Cette édition contient deux textes : Le Troisième homme, une novella parue en 1950 et écrite expressément dans le but d’être adaptée pour le cinéma, ce sera le fameux film éponyme de Carol Reed avec Joseph Cotten et Orson Wells. L’autre texte est une courte nouvelle, Première désillusion.
Le Troisième homme se déroule à Vienne en 1949 alors occupée par les quatre puissances victorieuses de la Seconde guerre mondiale. Rollo Martins, un petit écrivain américain sans envergure y débarque sur l'invitation de son ami d’enfance Harry Lime. Quand il arrive, c’est pour découvrir que son ami vient d’être écrasé par une voiture. Curieux d'en savoir plus, Martins rencontre quelques amis de Lime, tous présentant des attitudes un peu étranges. Officiellement, deux d'entre eux auraient recueilli le corps de Lime juste après l'accident mais le concierge de l'immeuble où habitait Lime assure qu'un troisième homme se trouvait là. Quand le concierge est assassiné peu après et qu’un officier de la police militaire britannique, le major Calloway, déclare à Holly que ce qu'il a de mieux à faire est de quitter Vienne après lui avoir révélé que Lime était impliqué dans un réseau qui trafiquait de la pénicilline sur le marché noir (Graham Greene a été espion durant la Seconde Guerre mondiale et connaissait plusieurs affaires de trafic de pénicilline frelatée ce qui a inspiré son texte), Martins choisit de rester, résolu à tirer au clair cette affaire et à identifier ce troisième homme.
Un texte diablement envoûtant. Sous la plume de l’écrivain, Vienne offre des décors très froids (en plus c’est l’hiver !) et les personnages nous semblent très mystérieux, cachant par leurs non-dits les liens les reliant les uns aux autres. Quant à Rollo Martins, peu argenté et désemparé, dernière personne ayant vu Koch le concierge avant sa mort, il se retrouve dans le rôle d’un suspect potentiel, d’autant que le narrateur de cette intrigue est Calloway le flic de Scotland Yard.

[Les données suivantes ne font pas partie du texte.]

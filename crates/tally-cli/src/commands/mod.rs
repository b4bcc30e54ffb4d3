//! CLI command implementations
//!
//! Commands are organized by domain:
//! - `decide` - Offline decision commands (classify, receipt, detect, forecast, ask)
//! - `rules` - Rule table inspection
//! - `serve` - Web server command

pub mod decide;
pub mod rules;
pub mod serve;

// Re-export command functions for main.rs
pub use decide::*;
pub use rules::*;
pub use serve::*;

use std::path::Path;

use anyhow::{Context, Result};
use tracing::debug;

use tally_core::{load_config, ConfigSource, Engine};

/// Load rule tables and build an engine
pub fn load_engine_with_source(rules: Option<&Path>) -> Result<(Engine, ConfigSource)> {
    let (config, source) = load_config(rules).with_context(|| match rules {
        Some(path) => format!("Failed to load rule tables from {}", path.display()),
        None => "Failed to load rule tables".to_string(),
    })?;
    debug!(source = %source, "Rule tables ready");
    Ok((Engine::new(config), source))
}

pub fn load_engine(rules: Option<&Path>) -> Result<Engine> {
    load_engine_with_source(rules).map(|(engine, _)| engine)
}

/// Render a confidence in [0, 1] as a whole percentage
pub fn percent(confidence: f64) -> String {
    format!("{:.0}%", confidence * 100.0)
}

Pour tout dire, il y a par moments, quelque chose de kafkaïen dans l’ambiance avec ce Rollo qui ne comprend pas ce qui se passe, ces décors livides, la sensation d’être manipulé et par-dessus tout, cette déception d’abord refoulée puis qu’il faudra accepter, Lime son ami n’est donc pas celui qu’il croyait être ! J’ajouterai qu’à cette lecture viennent se greffer les images fortes et en Noir & Blanc du film, pourtant pas revu depuis bien longtemps, la Grande Roue du Prater, la poursuite dans les égouts de la ville…

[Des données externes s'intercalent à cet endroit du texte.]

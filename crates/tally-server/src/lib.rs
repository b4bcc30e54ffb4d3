//! Tally Web Server
//!
//! Axum-based REST API over the Tally decision engine.
//!
//! Every decision endpoint answers with a label, a confidence and an
//! explanation or evidence field, fallbacks included. Handlers only decode
//! transport input, call one engine operation and serialize the result.

use std::sync::Arc;

use axum::{
    extract::{DefaultBodyLimit, State},
    http::{header, HeaderValue, Method, StatusCode},
    response::{IntoResponse, Response},
    routing::{get, post},
    Json, Router,
};
use serde::Serialize;
use tower_http::{
    cors::{Any, CorsLayer},
    trace::TraceLayer,
};
use tracing::{error, info};

use tally_core::{ConfigSource, Engine, Error as EngineError};

mod handlers;

/// Maximum file upload size (10 MB)
pub const MAX_UPLOAD_SIZE: usize = 10 * 1024 * 1024;

/// Server configuration
#[derive(Clone, Debug)]
pub struct ServerConfig {
    /// Allowed CORS origins (empty or "*" = any origin)
    pub allowed_origins: Vec<String>,
    /// Where the engine's rule tables were loaded from (reported by /health)
    pub rules_source: ConfigSource,
}

impl Default for ServerConfig {
    fn default() -> Self {
        Self {
            allowed_origins: vec![],
            rules_source: ConfigSource::Embedded,
        }
    }
}

impl ServerConfig {
    /// Parse a comma-separated origin list (as found in `TALLY_ALLOWED_ORIGINS`)
    pub fn parse_origins(raw: &str) -> Vec<String> {
        raw.split(',')
            .map(str::trim)
            .filter(|o| !o.is_empty())
            .map(String::from)
            .collect()
    }
}

/// Shared application state
pub struct AppState {
    pub engine: Engine,
    pub config: ServerConfig,
}

/// Create the application router
pub fn create_router(engine: Engine, config: ServerConfig) -> Router {
    let cors = build_cors(&config.allowed_origins);
    let state = Arc::new(AppState { engine, config });

    let api_routes = Router::new()
        // Accounting
        .route("/accounting/ocr", post(handlers::ocr_receipt))
        .route("/accounting/classify", post(handlers::classify_expense))
        // Anomaly and budget
        .route("/anomaly/detect", post(handlers::detect_anomaly))
        .route("/anomaly/budget-forecast", post(handlers::forecast_budget))
        // Knowledge base
        .route("/chat", post(handlers::chat))
        .route(
            "/documents",
            get(handlers::list_documents).post(handlers::upload_document),
        )
        // Uniform envelope for any task
        .route("/engine/:task", post(handlers::run_task));

    Router::new()
        .route("/", get(root))
        .route("/health", get(health))
        .nest("/api/v1", api_routes)
        .with_state(state)
        .layer(DefaultBodyLimit::max(MAX_UPLOAD_SIZE))
        .layer(TraceLayer::new_for_http())
        .layer(cors)
}

fn build_cors(allowed_origins: &[String]) -> CorsLayer {
    let cors = CorsLayer::new()
        .allow_methods([Method::GET, Method::POST, Method::OPTIONS])
        .allow_headers([header::CONTENT_TYPE, header::AUTHORIZATION]);

    if allowed_origins.is_empty() || allowed_origins.iter().any(|o| o == "*") {
        return cors.allow_origin(Any);
    }

    let origins: Vec<HeaderValue> = allowed_origins
        .iter()
        .filter_map(|o| o.parse().ok())
        .collect();
    cors.allow_origin(origins)
}

/// Start the server
pub async fn serve(engine: Engine, host: &str, port: u16, config: ServerConfig) -> anyhow::Result<()> {
    info!(rules = %config.rules_source, "Rule tables loaded");
    if config.allowed_origins.is_empty() {
        info!("CORS: allowing any origin (set TALLY_ALLOWED_ORIGINS to restrict)");
    }

    let app = create_router(engine, config);
    let addr = format!("{}:{}", host, port);

    info!("Starting server at http://{}", addr);

    let listener = tokio::net::TcpListener::bind(&addr).await?;
    axum::serve(listener, app).await?;

    Ok(())
}

#[derive(Serialize)]
struct RootResponse {
    message: &'static str,
    version: &'static str,
    api: &'static str,
}

/// GET / - Service banner
async fn root() -> Json<RootResponse> {
    Json(RootResponse {
        message: "Tally decision engine API",
        version: env!("CARGO_PKG_VERSION"),
        api: "/api/v1",
    })
}

#[derive(Serialize)]
struct HealthResponse {
    status: &'static str,
    version: &'static str,
    rules: String,
    documents: usize,
}

/// GET /health - Liveness check
async fn health(State(state): State<Arc<AppState>>) -> Json<HealthResponse> {
    Json(HealthResponse {
        status: "ok",
        version: env!("CARGO_PKG_VERSION"),
        rules: state.config.rules_source.to_string(),
        documents: state.engine.documents().len(),
    })
}

// ============================================================================
// Error Handling
// ============================================================================

/// Application error type
pub struct AppError {
    status: StatusCode,
    message: String,
    internal: Option<anyhow::Error>,
}

impl AppError {
    pub fn bad_request(msg: &str) -> Self {
        Self {
            status: StatusCode::BAD_REQUEST,
            message: msg.to_string(),
            internal: None,
        }
    }

    /// Map an engine error: invalid input is the caller's fault, anything else is ours
    pub fn from_engine(err: EngineError) -> Self {
        match err {
            EngineError::InvalidInput(msg) => Self::bad_request(&msg),
            other => Self::from(other),
        }
    }
}

impl IntoResponse for AppError {
    fn into_response(self) -> Response {
        // Log the full internal error if present
        if let Some(err) = &self.internal {
            error!(error = %err, "Internal error");
        }

        let body = Json(serde_json::json!({
            "error": self.message
        }));

        (self.status, body).into_response()
    }
}

impl<E> From<E> for AppError
where
    E: Into<anyhow::Error>,
{
    fn from(err: E) -> Self {
        let err = err.into();
        Self {
            status: StatusCode::INTERNAL_SERVER_ERROR,
            // Return generic message to client
            message: "An internal error occurred".to_string(),
            // Keep full error for logging
            internal: Some(err),
        }
    }
}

La seconde nouvelle, Première désillusion, est d’un registre complètement différent, encore que. Dans un quartier huppé de Londres, les parents partis en voyage pour une quinzaine de jours, ont laissé leur jeune fils Philippe sous la garde des Baines, le couple d’employés de maison. Le gamin va découvrir le monde des adultes et le poids des secrets après une expérience tragique et traumatisante qui le poursuivra toute sa vie.

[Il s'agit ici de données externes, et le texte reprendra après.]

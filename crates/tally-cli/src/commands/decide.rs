//! Offline decision commands
//!
//! Each command runs one task through the engine facade and prints either a
//! short human-readable summary or the JSON outcome envelope.

use anyhow::{Context, Result};

use tally_core::{BudgetState, Engine, Outcome, TaskInput, Transaction};

use super::percent;

pub fn cmd_classify(engine: &Engine, description: &str, json: bool) -> Result<Outcome> {
    let input = TaskInput::Expense {
        description: description.to_string(),
    };
    run_and_print(engine, &input, json)
}

pub fn cmd_receipt(engine: &Engine, filename: &str, json: bool) -> Result<Outcome> {
    let input = TaskInput::Receipt {
        filename: filename.to_string(),
    };
    run_and_print(engine, &input, json)
}

pub fn cmd_detect(
    engine: &Engine,
    amount: f64,
    category: &str,
    timestamp: Option<&str>,
    json: bool,
) -> Result<Outcome> {
    let input = TaskInput::Anomaly(Transaction::new(
        amount,
        category,
        timestamp.unwrap_or_default(),
    ));
    run_and_print(engine, &input, json)
}

pub fn cmd_forecast(
    engine: &Engine,
    department: &str,
    spent: f64,
    budget: f64,
    days_elapsed: u32,
    total_days: Option<u32>,
    json: bool,
) -> Result<Outcome> {
    let state = BudgetState {
        department: department.to_string(),
        current_spent: spent,
        total_budget: budget,
        days_elapsed,
        total_days,
    };
    run_and_print(engine, &TaskInput::Forecast(state), json)
}

pub fn cmd_ask(engine: &Engine, question: &str, json: bool) -> Result<Outcome> {
    let input = TaskInput::Knowledge {
        question: question.to_string(),
    };
    run_and_print(engine, &input, json)
}

fn run_and_print(engine: &Engine, input: &TaskInput, json: bool) -> Result<Outcome> {
    let outcome = engine
        .run(input)
        .with_context(|| format!("Failed to run {} task", input.kind()))?;

    if json {
        println!("{}", serde_json::to_string_pretty(&outcome)?);
    } else {
        print_outcome(&outcome);
    }
    Ok(outcome)
}

fn print_outcome(outcome: &Outcome) {
    println!();
    match &outcome.code {
        Some(code) => println!("📒 {} → {} (code {})", outcome.task, outcome.label, code),
        None => println!("📒 {} → {}", outcome.task, outcome.label),
    }
    println!("   Confidence: {}", percent(outcome.confidence));
    println!("   {}", outcome.explanation);
    if !outcome.evidence.is_empty() {
        println!("   Evidence: {}", outcome.evidence.join(", "));
    }
    println!();
}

Deux textes finalement proches puisqu’il y est question de déception… Un sentiment par contre que ne connait pas le lecteur !
« - Je trouve, Herr Koch, que vous auriez dû témoigner. – Chacun veille sur sa propre sécurité, Herr Martins. Je ne suis pas le seul qui se soit abstenu. – Que voulez-vous dire ? – Trois hommes ont aidé à porter votre ami dans la maison. – Je sais, deux hommes et le chauffeur. – Non, le chauffeur est resté là où il était. Il était très ému le pauvre… - Trois hommes… On eût dit qu’en se promenant à tâtons sur le mur nu, ses doigts venaient de rencontrer brusquement, peut-être pas tout à fait une fissure, mais une rugosité que les constructeurs soigneux n’avaient pas aplanie. »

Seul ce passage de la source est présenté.